Founded in Santa Lucia (southern Spain) this July, Bee Time travels to Emerson College, and the nearby Natural Beekeeping Trust, welcoming artists from Bulgaria, Israel, Italy, USA, Mexico, Ireland, Spain, and the UK. Artists visit neighbouring biodynamic farms founded on principles by Rudolf Steiner, work with the School of Sacred Geometry and produce a public exhibition at Emerson College on Saturday 15th July.
Saturday 8 July, 7 – 9pm
Places are limited so please register here, tickets are free but a suggested donation of £3 on the night would be gratefully received.
Participating artists: Florence Boyd // Pol Parrhesia // Jorge Gallardo // Lydia Heath // Ilaria Villagrassa & Roberto Ghisu // Lynne Shapiro // Cristina Ferrandez // Nessa Darcy // Veronica Marquez-Veytia
About Bee Time:
Bee Time is an experimental residency programme founded in Santa Lucia, southern Spain to compliment a community building natural beekeeping project. By using practices of contemplation and imagination as a way of gaining new perspectives into the world of the honeybee, artists are invited to learn about bees and explore the possibility of creatively engaging with the hives within their landscape.

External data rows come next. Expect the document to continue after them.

//! Durable key/value storage for the quota log
//!
//! The tracker only needs `get`/`set` on string values, so storage is an
//! injected dependency rather than ambient global state.

use crate::error::StoreError;
use std::collections::HashMap;
use std::path::{Path, PathBuf};
use std::sync::RwLock;

/// Key/value storage holding serialized values
pub trait QuotaStore: Send + Sync {
    /// Read the value stored under `key`, if any
    fn get(&self, key: &str) -> Result<Option<String>, StoreError>;

    /// Replace the value stored under `key`
    fn set(&self, key: &str, value: &str) -> Result<(), StoreError>;
}

/// In-memory store (tests, ephemeral sessions)
#[derive(Debug, Default)]
pub struct MemoryStore {
    values: RwLock<HashMap<String, String>>,
}

impl MemoryStore {
    /// Create an empty store
    #[must_use]
    pub fn new() -> Self {
        Self::default()
    }
}

impl QuotaStore for MemoryStore {
    fn get(&self, key: &str) -> Result<Option<String>, StoreError> {
        let values = self.values.read().map_err(|_| StoreError::Poisoned)?;
        Ok(values.get(key).cloned())
    }

    fn set(&self, key: &str, value: &str) -> Result<(), StoreError> {
        let mut values = self.values.write().map_err(|_| StoreError::Poisoned)?;
        values.insert(key.to_string(), value.to_string());
        Ok(())
    }
}

/// File-backed store: one `<key>.json` file per key inside a directory
#[derive(Debug, Clone)]
pub struct FileStore {
    dir: PathBuf,
}

impl FileStore {
    /// Create a store rooted at `dir` (created lazily on first write)
    #[must_use]
    pub fn new(dir: impl Into<PathBuf>) -> Self {
        Self { dir: dir.into() }
    }

    /// Store under the platform data directory: `<data_dir>/chiko`
    #[must_use]
    pub fn default_location() -> Self {
        let base = dirs::data_dir()
            .or_else(dirs::home_dir)
            .unwrap_or_else(|| PathBuf::from("."));
        Self::new(base.join("chiko"))
    }

    /// Directory holding the value files
    #[must_use]
    pub fn dir(&self) -> &Path {
        &self.dir
    }

    fn path_for(&self, key: &str) -> PathBuf {
        let file: String = key
            .chars()
            .map(|c| if c.is_ascii_alphanumeric() || c == '_' || c == '-' { c } else { '_' })
            .collect();
        self.dir.join(format!("{}.json", file))
    }
}

impl QuotaStore for FileStore {
    fn get(&self, key: &str) -> Result<Option<String>, StoreError> {
        match std::fs::read_to_string(self.path_for(key)) {
            Ok(content) => Ok(Some(content)),
            Err(e) if e.kind() == std::io::ErrorKind::NotFound => Ok(None),
            Err(e) => Err(e.into()),
        }
    }

    fn set(&self, key: &str, value: &str) -> Result<(), StoreError> {
        std::fs::create_dir_all(&self.dir)?;
        let path = self.path_for(key);
        // Atomic replace: write a sibling temp file, then rename over the target
        let tmp = path.with_extension("json.tmp");
        std::fs::write(&tmp, value)?;
        std::fs::rename(&tmp, &path)?;
        Ok(())
    }
}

Bee Time residencies are a place where participants share communal living during a period of two weeks. The group co-creates together with a shared vision in a non hierarchical, collaborative and fluid way. They have daily visits with local beekeepers and studio time to respond artistically to what they are learning. The residency culminates in a public exhibition of work in progress and a sharing of the learning process.
During their time together, artists are introduced to a bee-centred approach to beekeeping, and a regenerative approach to the landscape to provide a healthy habitat for the bees to live in. The aim is to inspire a reconnection with our natural, cultural and social environment, and explore self-organising principles inspired by hive consciousness.
Artists from all disciplines are invited to participate. As well as researchers with innovative projects of natural, sensitive and sustainable beekeeping, whose work is relevant to the health of the colonies, and experts in Complexity Science, System Thinking, Sociocracy and new democratic tools, deep or expanded ecology.